In [1]:
import pandas as pd
import numpy as np
from path import Path  # pip install --user path.py
import re
from IPython.display import display
from pprint import pprint
import netCDF4
from IPython.core.debugger import Pdb
from collections import namedtuple
from random import randint, choice

In [2]:
# load seaborn and other stuff for visualization
#import seaborn  # pip install --user seaborn
#from matplotlib import pyplot as plt
#%matplotlib inline

In [3]:
def debug_here():
    Pdb().set_trace()

In [4]:
classes = pd.read_pickle("classes.pkl")
node_pairs = pd.read_pickle("paths_with_classes.pkl").drop("shortest_path", axis=1)

In [5]:
TEST_RESULT_DIRECTORIES = Path("/home/shibbiry/Dropbox/documents/msu/bachelors_thesis_cluster_topology/test_results") \
    .dirs()

In [6]:
def read_benchmark_hostnames(path_to_file):
    lines = path_to_file.lines()
    return (re.match(r"^(n\d{5})\.", line).groups()[0] for line in lines)

In [7]:
TestResults = namedtuple("TestResults", ["hostnames", "medians", "msg_lengths"])

In [10]:
START_MSG_LEN = 0
END_MSG_LEN = 10000
MSG_LEN_STEP = 100
STEPS = (END_MSG_LEN - START_MSG_LEN) // MSG_LEN_STEP - 1

In [11]:
def import_data(directory):
    hostnames = tuple(read_benchmark_hostnames(directory.joinpath("network_hosts.txt")))
    with netCDF4.Dataset(directory.joinpath("network_median.nc"), "r")  as dataset:
        step_len = dataset["step_length"][0]
        start_len = dataset["begin_mes_length"][0]
        end_len = dataset["end_mes_length"][0]
        
        assert len(hostnames) == dataset["proc_num"][0]
        assert dataset["test_type"][0] == 1
        assert start_len == START_MSG_LEN
        assert end_len == END_MSG_LEN  # last message length should be 9900
        assert step_len == MSG_LEN_STEP
        steps = (end_len - start_len) // step_len - 1
        assert start_len + (steps + 1) * step_len == end_len
        
        lengths = range(start_len, end_len, step_len)
        
        data = {
            length: pd.DataFrame(dataset["data"][index], index=hostnames, columns=hostnames)
            for (index, length) in enumerate(lengths)
        }
        panel = pd.Panel(data)  # most top-level index is length of message
    return TestResults(hostnames=hostnames, medians=panel, msg_lengths=list(lengths))

In [12]:
test_results = import_data(TEST_RESULT_DIRECTORIES[0])

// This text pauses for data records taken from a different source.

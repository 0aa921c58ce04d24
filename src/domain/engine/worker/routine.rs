use std::sync::Arc;

use tokio::sync::mpsc::Receiver;
use tokio::sync::{broadcast, watch};
use tokio::task::{JoinHandle, JoinSet};

use crate::domain::engine::worker::handle::Command;
use crate::domain::engine::worker::state::WorkerState;
use crate::domain::entity::{ActiveSession, DomainEvent, NoticeMessages, TimerPolicy, TimerSnapshot};
use crate::domain::repository::ProfileRepository;

/// A type that stores configurations required by [`WorkerRoutine`]
/// initialization.
#[derive(Debug, Clone, Default, PartialEq, Eq)]
pub struct WorkerConfig {
    pub policy: TimerPolicy,
    pub messages: NoticeMessages,
}

/// The sending ends of the state, session and event channels.
#[derive(Debug, Clone)]
pub struct Outbox {
    pub state: watch::Sender<TimerSnapshot>,
    pub session: watch::Sender<Option<ActiveSession>>,
    pub events: broadcast::Sender<DomainEvent>,
}

impl Outbox {
    /// Replace the latest snapshot.
    pub fn publish(&self, snapshot: TimerSnapshot) {
        self.state.send_replace(snapshot);
    }

    /// Replace the current session.
    pub fn publish_session(&self, session: Option<ActiveSession>) {
        self.session.send_replace(session);
    }

    /// Broadcast an event to current subscribers. Nobody listening is not an
    /// error.
    pub fn emit(&self, event: DomainEvent) {
        tracing::debug!(?event, "Emitting event");
        let _ = self.events.send(event);
    }
}

/// A [`WorkerContext`] stores all objects relevant to the [`WorkerRoutine`]
/// and the business logic.
pub struct WorkerContext {
    pub config: WorkerConfig,
    pub commands: Receiver<Command>,
    pub outbox: Outbox,
    pub profiles: Arc<dyn ProfileRepository>,
    /// Focus phases completed since the worker started.
    pub cycles: u32,
    /// Points awards still in flight. Dropping the set aborts them.
    pub awards: JoinSet<()>,
}

impl WorkerContext {
    /// The snapshot shown while no session exists.
    pub fn idle_snapshot(&self) -> TimerSnapshot {
        TimerSnapshot::idle(self.config.policy.focus, self.cycles)
    }
}

/// A type responsible for the engine's main business logic. A
/// [`WorkerRoutine`] runs on background, receiving [`Command`]s from
/// [`WorkerHandle`].
///
/// [`WorkerHandle`]: super::WorkerHandle
pub struct WorkerRoutine {
    context: WorkerContext,
    state: WorkerState,
}

impl WorkerRoutine {
    /// Spawn a running [`WorkerRoutine`] on background.
    pub fn spawn(
        config: WorkerConfig,
        commands: Receiver<Command>,
        outbox: Outbox,
        profiles: Arc<dyn ProfileRepository>,
    ) -> JoinHandle<()> {
        tokio::spawn(async move {
            let mut worker = Self {
                context: WorkerContext {
                    config,
                    commands,
                    outbox,
                    profiles,
                    cycles: 0,
                    awards: JoinSet::new(),
                },
                state: WorkerState::new(),
            };
            worker.run().await;
        })
    }

    /// Main part of its business logic.
    async fn run(&mut self) {
        tracing::info!("Focus worker started");
        while !self.state.is_stopped() {
            self.state.run(&mut self.context).await;
        }
        if !self.context.awards.is_empty() {
            tracing::debug!(
                pending = self.context.awards.len(),
                "Cancelling pending awards"
            );
            self.context.awards.shutdown().await;
        }
        tracing::info!(cycles = self.context.cycles, "Focus worker stopped");
    }
}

## Make sure that all classes were covered by our test

In [13]:
def check_all_classes_covered(hostnames):
    """Fails an assertion if there is a class of pairs
    that was not covered by the test"""
    pairs_tested = node_pairs[
        node_pairs["node1"].isin(hostnames) &
        node_pairs["node2"].isin(hostnames)
    ]
    assert len(pairs_tested["class_"].unique()) == len(classes)

In [14]:
check_all_classes_covered(test_results.hostnames)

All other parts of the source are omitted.